3. Sense of Purpose. A successful owner knows exactly what he or she is doing and why. An unwavering vision of direction is the only way to assure a successful arrival.
4. Passion for What You Do. Without it, your business does not stand much of a chance. Enthusiasm is contagious, and if you are passionate about your enterprise you’re sure to draw others into your excitement. Do what you enjoy, and you’ll naturally exude a level of delight that is catching.
5. Money Management Skills. The old adage “you must spend money to make money” is true. But it’s extremely important to be prudent in your financial affairs, carefully managing inventory, debt and income to keep the cash flowing and ensure your success. In business, “Cash is King”.  If you take on debt, have a definite plan to repay it with amounts and time lines. 
6. Understanding of technology and trends. Getting hung up on the latest technology has its hazards, but staying on the cutting edge can give you the competitive edge. Use technology that helps you succeed; don’t get caught up in technology just because it’s impressive.
7. Willingness to Listen to Others. Effective listening is a must. Never be afraid to listen to others. You never know when it will be the solution for a problem you might not even know you have.
8. Good Support System. The team with which you surround yourself can mean the difference between success and failure. A competent business operator understands that they cannot competently do it all. A professional “outside” team (legal, insurance, accounting, etc.) and an “inside” team are an absolute must..
9. Proficiency at Planning. A well-ordered plan is like a road map, pointing you in the direction you need to take to reach your goals. Without a plan, you cannot hope to succeed, but it should not be “cut in stone”. Plans need to be flexible and are always subject to change.
10. Customer Skills.
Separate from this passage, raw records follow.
// Copyright 2025 Modalith (https://github.com/modalith)
//
// This program is free software: you can redistribute it and/or modify
// it under the terms of the GNU Affero General Public License as published by
// the Free Software Foundation, either version 3 of the License, or
// (at your option) any later version.
//
// This program is distributed in the hope that it will be useful,
// but WITHOUT ANY WARRANTY; without even the implied warranty of
// MERCHANTABILITY or FITNESS FOR A PARTICULAR PURPOSE. See the
// GNU Affero General Public License for more details.
//
// You should have received a copy of the GNU Affero General Public License
// along with this program. If not, see <https://www.gnu.org/licenses/>.

//! Embedder adaptors.
//!
//! The query core only depends on the traits; the shipped implementation is
//! a deterministic hashed bag-of-tokens projection, stable across replicas,
//! with real model backends plugging in behind the same seam. Query
//! embeddings are cached per exact input string in a bounded process-local
//! cache.

use std::sync::Arc;
use std::time::{Duration, Instant};

use moka::sync::Cache;
use tracing::{info, warn};

/// Fixed output dimensions per embedding family.
pub const TEXT_DIMENSION: usize = 768;
pub const IMAGE_DIMENSION: usize = 512;
pub const AUDIO_DIMENSION: usize = 512;

pub trait TextEmbedder: Send + Sync {
    fn dimension(&self) -> usize;
    fn encode(&self, text: &str) -> Vec<f32>;
}

pub trait ImageEmbedder: Send + Sync {
    fn dimension(&self) -> usize;
    fn encode_bytes(&self, image: &[u8]) -> Vec<f32>;
}

/// Deterministic text embedder: each token hashes to a basis coordinate,
/// the token multiset is accumulated and L2-normalized. Overlapping token
/// sets land close in cosine space, which is what the tests and dev
/// deployments need.
pub struct HashTextEmbedder {
    family: String,
    dimension: usize,
}

impl HashTextEmbedder {
    pub fn new(family: impl Into<String>, dimension: usize) -> Self {
        Self {
            family: family.into(),
            dimension,
        }
    }
}

fn token_coordinate(family: &str, token: &str, dimension: usize) -> usize {
    let mut hasher = blake3::Hasher::new();
    hasher.update(family.as_bytes());
    hasher.update(b"\x00");
    hasher.update(token.as_bytes());
    let digest = hasher.finalize();
    let bytes = digest.as_bytes();
    let raw = u64::from_le_bytes([
        bytes[0], bytes[1], bytes[2], bytes[3], bytes[4], bytes[5], bytes[6], bytes[7],
    ]);
    (raw % dimension as u64) as usize
}

fn l2_normalize(vector: &mut [f32]) {
    let norm: f32 = vector.iter().map(|v| v * v).sum::<f32>().sqrt();
    if norm > 0.0 {
        for value in vector.iter_mut() {
            *value /= norm;
        }
    }
}

fn tokenize(text: &str) -> impl Iterator<Item = String> + '_ {
    text.split(|c: char| !c.is_alphanumeric())
        .filter(|token| !token.is_empty())
        .map(|token| token.to_ascii_lowercase())
}

impl TextEmbedder for HashTextEmbedder {
    fn dimension(&self) -> usize {
        self.dimension
    }

    fn encode(&self, text: &str) -> Vec<f32> {
        let mut vector = vec![0.0f32; self.dimension];
        for token in tokenize(text) {
            vector[token_coordinate(&self.family, &token, self.dimension)] += 1.0;
        }
        l2_normalize(&mut vector);
        vector
    }
}

/// Deterministic image embedder over raw bytes: fixed-size chunks hash to
/// coordinates the same way tokens do.
pub struct HashImageEmbedder {
    dimension: usize,
}

impl HashImageEmbedder {
    pub fn new(dimension: usize) -> Self {
        Self { dimension }
    }
}

impl ImageEmbedder for HashImageEmbedder {
    fn dimension(&self) -> usize {
        self.dimension
    }

    fn encode_bytes(&self, image: &[u8]) -> Vec<f32> {
        let mut vector = vec![0.0f32; self.dimension];
        for chunk in image.chunks(64) {
            let digest = blake3::hash(chunk);
            let bytes = digest.as_bytes();
            let raw = u64::from_le_bytes([
                bytes[0], bytes[1], bytes[2], bytes[3], bytes[4], bytes[5], bytes[6], bytes[7],
            ]);
            vector[(raw % self.dimension as u64) as usize] += 1.0;
        }
        l2_normalize(&mut vector);
        vector
    }
}

/// Text embedder wrapper caching by exact input string.
pub struct CachedTextEmbedder {
    inner: Arc<dyn TextEmbedder>,
    cache: Cache<String, Arc<Vec<f32>>>,
}

impl CachedTextEmbedder {
    pub fn new(inner: Arc<dyn TextEmbedder>) -> Self {
        Self {
            inner,
            cache: Cache::builder()
                .max_capacity(256)
                .time_to_live(Duration::from_secs(300))
                .build(),
        }
    }

    pub fn encode(&self, text: &str) -> Arc<Vec<f32>> {
        if let Some(hit) = self.cache.get(text) {
            return hit;
        }
        let vector = Arc::new(self.inner.encode(text));
        self.cache.insert(text.to_string(), vector.clone());
        vector
    }

    pub fn dimension(&self) -> usize {
        self.inner.dimension()
    }
}

/// The process-lifetime embedder singletons, one per family.
pub struct EmbedderSet {
    pub text: CachedTextEmbedder,
    pub image_text: CachedTextEmbedder,
    pub audio_text: CachedTextEmbedder,
    pub image: Arc<dyn ImageEmbedder>,
}

impl EmbedderSet {
    /// The deterministic stub set used unless real model backends are wired.
    pub fn deterministic() -> Self {
        Self {
            text: CachedTextEmbedder::new(Arc::new(HashTextEmbedder::new(
                "text",
                TEXT_DIMENSION,
            ))),
            image_text: CachedTextEmbedder::new(Arc::new(HashTextEmbedder::new(
                "image_text",
                IMAGE_DIMENSION,
            ))),
            audio_text: CachedTextEmbedder::new(Arc::new(HashTextEmbedder::new(
                "audio_text",
                AUDIO_DIMENSION,
            ))),
            image: Arc::new(HashImageEmbedder::new(IMAGE_DIMENSION)),
        }
    }

    /// Exercise each enabled family once so first queries do not pay the
    /// model spin-up. Failures are logged and swallowed.
    pub fn warm(&self, steps: &std::collections::BTreeSet<String>, warmup_text: &str) {
        let mut timings: Vec<(&'static str, f64)> = Vec::new();
        let mut timed = |label: &'static str, started: Instant| {
            timings.push((label, started.elapsed().as_secs_f64() * 1000.0));
        };
        if steps.contains("text") {
            let started = Instant::now();
            self.text.encode(warmup_text);
            timed("text_embed_ms", started);
        }
        if steps.contains("image_text") {
            let started = Instant::now();
            self.image_text.encode(warmup_text);
            timed("image_text_embed_ms", started);
        }
        if steps.contains("audio_text") {
            let started = Instant::now();
            self.audio_text.encode(warmup_text);
            timed("audio_text_embed_ms", started);
        }
        if steps.contains("image") {
            let started = Instant::now();
            self.image.encode_bytes(&[0u8; 16]);
            timed("image_embed_ms", started);
        }
        if timings.is_empty() {
            warn!("query model warmup ran with no enabled steps");
        } else {
            info!(?timings, "query model warmup completed");
        }
    }
}

/// Cosine distance between two same-dimension vectors.
pub fn cosine_distance(a: &[f32], b: &[f32]) -> f32 {
    if a.len() != b.len() || a.is_empty() {
        return 1.0;
    }
    let mut dot = 0.0f32;
    let mut norm_a = 0.0f32;
    let mut norm_b = 0.0f32;
    for (x, y) in a.iter().zip(b.iter()) {
        dot += x * y;
        norm_a += x * x;
        norm_b += y * y;
    }
    if norm_a == 0.0 || norm_b == 0.0 {
        return 1.0;
    }
    1.0 - dot / (norm_a.sqrt() * norm_b.sqrt())
}

#[cfg(test)]
mod tests {
    use super::*;

    #[test]
    fn encoding_is_deterministic() {
        let embedder = HashTextEmbedder::new("text", TEXT_DIMENSION);
        assert_eq!(embedder.encode("hello world"), embedder.encode("hello world"));
    }

    #[test]
    fn overlapping_text_is_close_in_cosine_space() {
        let embedder = HashTextEmbedder::new("text", TEXT_DIMENSION);
        let query = embedder.encode("hello");
        let doc = embedder.encode("hello world");
        let unrelated = embedder.encode("entirely different terms");
        let close = cosine_distance(&query, &doc);
        let far = cosine_distance(&query, &unrelated);
        assert!(close < far);
        // One-of-two token overlap lands at 1/sqrt(2) similarity.
        assert!(1.0 - close >= 0.5);
    }

    #[test]
    fn families_produce_distinct_spaces() {
        let text = HashTextEmbedder::new("text", IMAGE_DIMENSION);
        let image_text = HashTextEmbedder::new("image_text", IMAGE_DIMENSION);
        assert_ne!(text.encode("hello"), image_text.encode("hello"));
    }

    #[test]
    fn vectors_are_normalized() {
        let embedder = HashTextEmbedder::new("text", TEXT_DIMENSION);
        let vector = embedder.encode("a few tokens here");
        let norm: f32 = vector.iter().map(|v| v * v).sum::<f32>().sqrt();
        assert!((norm - 1.0).abs() < 1e-5);
    }

    #[test]
    fn empty_text_is_zero_vector() {
        let embedder = HashTextEmbedder::new("text", 16);
        assert!(embedder.encode("").iter().all(|&v| v == 0.0));
    }

    #[test]
    fn cache_returns_same_allocation() {
        let cached = CachedTextEmbedder::new(Arc::new(HashTextEmbedder::new("text", 32)));
        let first = cached.encode("hello");
        let second = cached.encode("hello");
        assert!(Arc::ptr_eq(&first, &second));
    }

    #[test]
    fn cosine_distance_handles_degenerate_inputs() {
        assert_eq!(cosine_distance(&[], &[]), 1.0);
        assert_eq!(cosine_distance(&[1.0], &[1.0, 2.0]), 1.0);
        assert_eq!(cosine_distance(&[0.0, 0.0], &[1.0, 0.0]), 1.0);
    }
}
A successful business owner understands a business cannot survive without customers. But remember, customers do not make a business. It is a sale! If “customers” do not buy, you don’t have a business.
11. Expert Negotiation. A business operator must be skilled at negotiation in every aspect of the business. Whether dealing with vendors, customers or staff members, being able to orchestrate win-win situations is crucial to running a business.

There are no tried-and-true formulas for business success. A lot can depend on the market, the economy and the business itself. By employing the above characteristics, using common sense, employing proven business principles and techniques, you can increase the probability of your business success.

Why people don’t move to more successful behaviors easily

(Or, why people don’t move to more successful behaviors easily)
We are familiar with the term “comfort zone”. This is the “place” where we are comfortable operating within. Also, most people are, to varying degrees, “resistant” to change, especially to change out our of their comfort zone. Cognitive Dissonance explains this behavior.
In modern psychology cognitive dissonance is the feeling of discomfort when simultaneously holding two or more conflicting cognitions: ideas, beliefs, values or emotional reactions. In other words, being in our comfort zone, and wanting to change for improvement or growth.
The theory of cognitive dissonance in social psychology proposes that people have a motivational drive to reduce dissonance by altering existing cognitions, adding new ones to create a consistent belief system, or alternatively by reducing the importance of any one of the dissonant elements. It is the distressing mental state that people feel when they “find themselves doing things that don’t fit with what they know, or having opinions that do not fit with other opinions they hold.” A key assumption is that people want their expectations to meet reality, creating a sense of equilibrium. Likewise, another assumption is that a person will avoid situations or information sources that give rise to feelings of uneasiness, or dissonance. They do this until their “pain/discomfort” causes them to take action.
Cognitive dissonance theory explains human behavior by positing that people engage in a process termed “dissonance reduction” (move away from “the pain/discomfort”), which can be achieved in one of three ways: lowering the importance of one of the discordant factors, adding consonant elements, or changing one of the dissonant factors. This bias sheds light on otherwise puzzling, irrational, and even destructive behavior.
The solution to cognitive dissonance is to adopt the following principle:

It is All About Execution

( I don’t mean capital punishment)

Recently, my wife completed an MBA program, and was awarded a Masters in Business Administration degree. It was a long process for her as she was employed full time. She was diligent, and we were elated at her accomplishment and in attending her “graduation”.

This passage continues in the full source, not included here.